Sarah Elizabeth Reisman is a Chemistry Professor at the California Institute of Technology. She received the (2013) Arthur C. Cope Scholar Award and the (2014) Tetrahedron Young Investigator Award for Organic Synthesis. Her research focuses on the total synthesis of complex natural products.

Early career and education

Undergraduate Studies 

Reisman received a B.A. in Chemistry from Connecticut College in 2001, conducting research in the lab of Prof. Timo V. Ovaska on the synthesis of tetracyclic terpenoid natural products, including phorbol.

Graduate Studies 

Reisman obtained her Ph.D. from Yale University in 2006, working with John L. Wood on the total synthesis of (±)-welwitindolinone A isonitrile. Reisman's work included methodological developments towards a generalized skeleton, using nitrone cyclization and oxindole formation as linchpin transforms.

Postdoctoral Studies 

Reisman was an NIH Postdoctoral Fellow in the lab of Eric N. Jacobsen at Harvard University and worked with then-graduate student Abigail Doyle to develop an enantioselective substitution of silyl ketenes onto an alkoxy chloride via an oxocarbenium ion, using a novel thiourea organocatalyst.

Research 
Reisman began her independent career as an assistant professor at Caltech in 2008 and was promoted to full Professor in 2014.

The Reisman lab focuses on the synthesis of complex natural products and development of new chemical reactions, and the interplay between those two fields.

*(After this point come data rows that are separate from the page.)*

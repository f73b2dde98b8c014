//! Server entry point.
//!
//! Configuration comes from the environment (a `.env` file is honored):
//! `FITRECS_DB` for the SQLite path, `FITRECS_ADDR` for the listen
//! address.

use anyhow::Result;
use catalog::CatalogStore;
use server::{app, AppState};
use tracing::info;
use tracing_subscriber::EnvFilter;

#[tokio::main]
async fn main() -> Result<()> {
    dotenvy::dotenv().ok();
    tracing_subscriber::fmt()
        .with_env_filter(
            EnvFilter::try_from_default_env()
                .unwrap_or_else(|_| EnvFilter::new("info,server=debug,engine=debug")),
        )
        .init();

    let db_path = std::env::var("FITRECS_DB").unwrap_or_else(|_| "fitrecs.db".to_string());
    let addr = std::env::var("FITRECS_ADDR").unwrap_or_else(|_| "127.0.0.1:3001".to_string());

    info!("opening catalog at {db_path}");
    let store = CatalogStore::open(&db_path).await?;
    let state = AppState::new(store);

    let listener = tokio::net::TcpListener::bind(&addr).await?;
    info!("listening on {addr}");
    axum::serve(listener, app(state)).await?;

    Ok(())
}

The group completed the first enantioselective total syntheses of (–)-acetylaranotin (40 years after its isolation), (–)-maoecrystal Z, (–)-8-demethoxyrunanine, and (–)-cepharatines A, C and D. Their total synthesis of (+)-ryanodol was completed in 15 synthetic steps, a significant improvement on the previous shortest synthetic route of 35 steps developed by Masayuki Inoue of the University of Tokyo. In 2019, Reisman and coworkers published the first total synthesis of isoryanoid diterpene (+)-perseanol in Nature. Other completed total syntheses include natural products (+)-naseseazines A and B, (+)-salvileucalin B, (+)-psiguadial B and (+)-pleuromutilin.

The group's reaction methodology work has focused primarily on nickel catalysis, cycloadditions, and opening of strained-ring precursors.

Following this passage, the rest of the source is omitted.